Schönenwerd diente fortan als Badeort, denn am Ufer des Sees war das Wasser seinerzeit so verschmutzt, dass ein Bad erst da draussen zu einem Vergnügen wurde. Zwei Umkleidehäuschen zeugen noch heute von den einstigen Badefreuden. Sonst beherbergt die Insel, abgesehen von einer Feuerstelle, nichts als die reine Natur. Gelegentlich nutzen die Richterswiler das «Inseli», wie sie es liebevoll nennen, für kleine Sommerfeste. Darüber hinaus bleibt es unbehelligt. Idyllisch liegt es in Sichtdistanz vor dem Ufer und hat seinen Frieden wie eh und je. 

Bis vor einigen Wochen. 

Überraschend wurde eines Tages entdeckt, dass auf Schönenwerd eine Statue steht. Ein Augenschein vor Ort ergab, dass es sich um eine stattliche, mehrere Meter hohe Holzskulptur handelt, die mit ihrer grossen Nase und dem lang gezogenen Haupt an die riesigen Steinstatuen auf der pazifischen Osterinsel erinnert. Wer die Statue auf das Inseli überführt und aufgestellt hat, blieb ein Rätsel. Doch nun stand sie da, mächtig und stumm, von menschlicher Hand gestaltet und doch kein Fremdkörper. Auf natürliche Weise fügt sie sich in die Pflanzenwelt ihrer Umgebung. 

Bei weitem störender für den Betrachter wirkt der daneben im Boden verankerte Picknicktisch mit dazugehörigen Bänken. Die hölzerne Statue aber stört nicht. Ihre Anwesenheit auf dem Inselchen amüsiert und erfreut, und schon im zweiten Sommer würde sie zur Insel gehören, als hätte sie immer schon dort gestanden. Sie würde rege besucht. Immer mehr Richterswiler und  Auswärtige würden per Boot und schwimmend zum Inselchen pilgern, um die Skulptur zu besichtigen. Die wunderlichsten Geschichten würden sich um die Statue ranken, denn immer noch wüsste man nicht, wer ihre Urheber sind.

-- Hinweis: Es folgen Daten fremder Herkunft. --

use std::collections::BTreeMap;

use serde::{Deserialize, Serialize};

/// A live element observed on the current page. Produced fresh for every
/// capture and never persisted on its own.
#[derive(Debug, Clone, Default, PartialEq, Serialize, Deserialize)]
#[serde(default)]
pub struct DomCandidate {
    pub tag_name: String,
    pub text: String,
    pub placeholder: String,
    pub value: String,
    pub class: String,
    pub id: String,
    #[serde(rename = "type")]
    pub input_type: String,
    pub enabled: Option<bool>,
    pub visible: Option<bool>,
    pub editable: Option<bool>,
    pub x: f64,
    pub y: f64,
    pub width: f64,
    pub height: f64,
    pub data_attrs: BTreeMap<String, String>,
}

impl DomCandidate {
    /// Text the candidate is matched on: the first non-blank of text,
    /// placeholder and value.
    pub fn candidate_text(&self) -> &str {
        [&self.text, &self.placeholder, &self.value]
            .into_iter()
            .map(|s| s.trim())
            .find(|s| !s.is_empty())
            .unwrap_or_default()
    }
}
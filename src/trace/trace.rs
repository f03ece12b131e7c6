use serde::Serialize;
use std::time::{SystemTime, UNIX_EPOCH};

use crate::resolver::strategy::{ActionKind, AttemptOutcome, StrategyKind};

/// Whether an attempt ran against the requested record or the healed one.
#[derive(Debug, Clone, Copy, PartialEq, Eq, Serialize)]
#[serde(rename_all = "snake_case")]
pub enum Phase {
    Direct,
    Healed,
}

#[derive(Debug, Clone, Serialize)]
pub struct AttemptTrace {
    pub phase: Phase,
    pub record: String,
    pub strategy: StrategyKind,
    pub locator: String,
    #[serde(flatten)]
    pub outcome: AttemptOutcome,
}

/// One resolution, as written to the JSONL trace file.
#[derive(Debug, Clone, Serialize)]
pub struct ResolutionTrace {
    pub timestamp_ms: u128,
    pub unique_name: String,
    pub action: ActionKind,

    pub record_found: bool,
    pub attempts: Vec<AttemptTrace>,

    pub healed_to: Option<String>,
    pub healing_score: Option<f32>,

    pub resolved_by: Option<StrategyKind>,
    pub failure: Option<String>,
}

impl ResolutionTrace {
    pub fn now(unique_name: &str, action: ActionKind) -> Self {
        Self {
            timestamp_ms: SystemTime::now()
                .duration_since(UNIX_EPOCH)
                .map(|d| d.as_millis())
                .unwrap_or_default(),
            unique_name: unique_name.to_string(),
            action,
            record_found: false,
            attempts: vec![],
            healed_to: None,
            healing_score: None,
            resolved_by: None,
            failure: None,
        }
    }

    pub fn push_attempt(&mut self, attempt: AttemptTrace) {
        self.attempts.push(attempt);
    }

    pub fn with_healing(mut self, healed_to: &str, score: f32) -> Self {
        self.healed_to = Some(healed_to.to_string());
        self.healing_score = Some(score);
        self
    }

    pub fn resolved(mut self, strategy: StrategyKind) -> Self {
        self.resolved_by = Some(strategy);
        self
    }

    pub fn failed(mut self, reason: impl ToString) -> Self {
        self.failure = Some(reason.to_string());
        self
    }

    /// Attempts made in a given phase.
    pub fn attempts_in(&self, phase: Phase) -> usize {
        self.attempts.iter().filter(|a| a.phase == phase).count()
    }
}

Und niemandem würde sie schaden.

An dieser Stelle könnte unsere Inselgeschichte ihr glückliches Ende gefunden haben. Doch kehren wir zurück in die Wirklichkeit. Und in der Wirklichkeit steht zwischen der Welt und den Menschen der Staat. Als die Richterswiler Gemeindebehörden von der Skulptur auf der Insel erfuhren, mussten sie handeln. Oder präziser: Sie glaubten, handeln zu müssen. Denn die Statue war nicht bewilligt. 

Eine Mitteilung an die Medien erfolgte. Sie begann mit den Worten: 

Die Gemeinde Richterswil ist sehr offen für Kunst und Kultur und freut sich über das kreative Engagement und die Bereicherung unseres Ortsbildes.

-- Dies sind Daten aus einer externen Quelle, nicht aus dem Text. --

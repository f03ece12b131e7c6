use clap::Parser;
use resilient_locator::cli::commands::{
    build_context, cmd_enrich, cmd_ingest, cmd_list, cmd_register, cmd_resolve, cmd_run,
};
use resilient_locator::cli::config::{Cli, Commands, load_config};
use resilient_locator::record::ingest::ExternalElement;
use tracing_subscriber::EnvFilter;

fn init_logging(verbose: u8) {
    let level = match verbose {
        0 => "warn",
        1 => "info",
        2 => "debug",
        _ => "trace",
    };
    let filter = EnvFilter::try_from_default_env().unwrap_or_else(|_| EnvFilter::new(level));
    let _ = tracing_subscriber::fmt()
        .with_env_filter(filter)
        .with_writer(std::io::stderr)
        .with_target(false)
        .try_init();
}

fn main() -> Result<(), Box<dyn std::error::Error>> {
    let cli = Cli::parse();
    init_logging(cli.verbose);

    // CLI > config file > defaults
    let mut config = load_config(cli.config.as_deref());
    config.apply_cli(&cli);
    let ctx = build_context(&config)?;

    match cli.command {
        Commands::Ingest { page, file } => {
            cmd_ingest(&ctx, &page, &file)?;
        }
        Commands::Register {
            page,
            ocr_type,
            tag_name,
            label_text,
            placeholder,
            text,
            value,
            intent,
            dom_id,
            dom_class,
            test_id,
            selector,
            sample_value,
        } => {
            let input = ExternalElement {
                page_name: page,
                ocr_type,
                tag_name,
                intent,
                label_text,
                placeholder,
                text,
                value,
                dom_id,
                dom_class,
                test_id,
                custom_selector: selector,
                sample_value,
            };
            cmd_register(&ctx, input)?;
        }
        Commands::Enrich { url, page } => {
            cmd_enrich(&ctx, &config, &url, page.as_deref())?;
        }
        Commands::Resolve {
            url,
            name,
            action,
            value,
        } => {
            cmd_resolve(&ctx, &config, &url, &name, &action, value.as_deref())?;
        }
        Commands::List { page } => {
            cmd_list(&ctx, &page)?;
        }
        Commands::Run { spec, output } => {
            let all_passed = cmd_run(&ctx, &config, &spec, output.as_deref())?;
            if !all_passed {
                std::process::exit(1);
            }
        }
    }

    Ok(())
}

Ein schönes Statement. Beamte sind keine Schreibtischtäter. Auch Beamte lieben Kultur. Doch dann folgte das Kleingedruckte:

«Es ist uns wichtig, den öffentlichen Raum geordnet und für alle zugänglich zu gestalten», schrieb die Gemeinde. Daher bitte sie um Verständnis, dass man solche Aktionen ohne behördliche Erlaubnis nicht zulassen könne.

Wer das las, dem drängten sich erste Fragen auf: Ist das Inselchen seit dem Erstellen der Holzskulptur nicht mehr «für alle zugänglich»? Bringt die Statue Unordnung in den «öffentlichen Raum»? - Die Richterswiler Beamten waren offenbar dieser Ansicht. Und am meisten ärgerte sie, dass der Künstler der Osterinselskulptur anonym blieb. Kein Name, keine Adresse. Nur eine Inschrift auf der Rückseite des Objekts: «Verein zur Verschönerung von Richterswil». Niemand hörte je von diesem Verein. 

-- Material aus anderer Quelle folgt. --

use crate::embedding::{EmbeddingService, cosine_similarity};
use crate::error::EmbeddingError;

// ============================================================================
// Selection policy
// ============================================================================

/// Winner of an arg-max over candidate scores.
#[derive(Debug, Clone, PartialEq)]
pub struct Selection {
    /// Position of the winner in the caller's candidate list.
    pub index: usize,
    pub score: f32,
    /// Other candidates that scored exactly the same; they lost on order.
    pub tied: Vec<usize>,
}

impl Selection {
    pub fn is_ambiguous(&self) -> bool {
        !self.tied.is_empty()
    }
}

/// Arg-max over `(index, score)` pairs, accepted only when the best score
/// is strictly greater than `threshold`.
///
/// The first candidate in iteration order wins ties. NaN scores are
/// ignored.
pub fn select_best(scores: impl IntoIterator<Item = (usize, f32)>, threshold: f32) -> Option<Selection> {
    let mut best: Option<Selection> = None;

    for (index, score) in scores {
        if score.is_nan() {
            continue;
        }
        match best.as_mut() {
            None => {
                best = Some(Selection {
                    index,
                    score,
                    tied: Vec::new(),
                })
            }
            Some(current) if score > current.score => {
                *current = Selection {
                    index,
                    score,
                    tied: Vec::new(),
                };
            }
            Some(current) if score == current.score => current.tied.push(index),
            Some(_) => {}
        }
    }

    best.filter(|s| s.score > threshold)
}

// ============================================================================
// Pre-embedded candidates
// ============================================================================

/// Candidate vectors computed once and reused for many queries.
///
/// Candidates whose text is blank are left out but keep their original
/// position, so `Selection::index` always refers to the caller's list.
#[derive(Debug, Clone, Default)]
pub struct CandidateIndex {
    entries: Vec<(usize, Vec<f32>)>,
}

impl CandidateIndex {
    pub fn build(embedder: &dyn EmbeddingService, texts: &[String]) -> Result<Self, EmbeddingError> {
        let kept: Vec<(usize, String)> = texts
            .iter()
            .enumerate()
            .filter(|(_, t)| !t.trim().is_empty())
            .map(|(i, t)| (i, t.clone()))
            .collect();

        let batch: Vec<String> = kept.iter().map(|(_, t)| t.clone()).collect();
        let vectors = embedder.embed_batch(&batch)?;
        if vectors.len() != kept.len() {
            return Err(EmbeddingError::Shape {
                expected: kept.len(),
                got: vectors.len(),
            });
        }

        let entries = kept.into_iter().map(|(i, _)| i).zip(vectors).collect();
        Ok(CandidateIndex { entries })
    }

    pub fn len(&self) -> usize {
        self.entries.len()
    }

    pub fn is_empty(&self) -> bool {
        self.entries.is_empty()
    }

    /// Best candidate for an already embedded query.
    pub fn best_for(&self, query: &[f32], threshold: f32) -> Option<Selection> {
        select_best(
            self.entries.iter().map(|(i, v)| (*i, cosine_similarity(query, v))),
            threshold,
        )
    }
}

/// One-shot semantic match: embed `query` and every candidate's text, return
/// the best candidate scoring strictly above `threshold`.
pub fn best_match<T>(
    embedder: &dyn EmbeddingService,
    query: &str,
    candidates: &[T],
    to_text: impl Fn(&T) -> String,
    threshold: f32,
) -> Result<Option<Selection>, EmbeddingError> {
    if query.trim().is_empty() || candidates.is_empty() {
        return Ok(None);
    }
    let texts: Vec<String> = candidates.iter().map(to_text).collect();
    let index = CandidateIndex::build(embedder, &texts)?;
    let query_vec = embedder.embed(query)?;
    Ok(index.best_for(&query_vec, threshold))
}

Der Behörde blieb nur die sanfte Erpressung. In gendergerechten Worten drohte sie freundlich:

«Die Gemeinde bittet die Urheberinnen oder Urheber des Werks, sich zeitnah bei der Verwaltung zu melden.» Man sei offen für den Dialog und prüfe gern Möglichkeiten, ob das Kunstwerk nachträglich genehmigt werden könnte.

Sollte sich niemand melden, sind wir im Sinne des Gesetzes gezwungen, die Kunstinstallation abzubauen, was sehr bedauerlich wäre.

Bis zum 21. August gab die Gemeinde den unbekannten Kunstschaffenden Zeit, sich zu melden. Die Medien griffen das Thema auf, das Fernsehen reiste nach Richterswil, die Öffentlichkeit wurde aufmerksam – aber keine Zeitung und kein lokaler Politiker sprach sich für das Naheliegende aus: die Skulptur einfach stehenzulassen. Nur eine kleine Dorfzeitung mobilisierte online für einen Verbleib der Statue auf der Insel, und die Richterswilerinnen und Richterswiler, die sich zu Wort meldeten, fanden alle dasselbe: 

Da das Kunstwerk niemanden stört - stehenlassen!

Dass sich die Schöpfer der Statue nicht sogleich meldeten, war nur allzu verständlich. Sie mussten mit einer Busse rechnen. Kurz vor Ablauf der Frist liessen sie dann von sich hören. Ihre Identität gaben sie zwar nicht preis, doch die Behörde hatte nun die Adresse einer Kontaktperson und konnte sich wieder grosszügig geben. 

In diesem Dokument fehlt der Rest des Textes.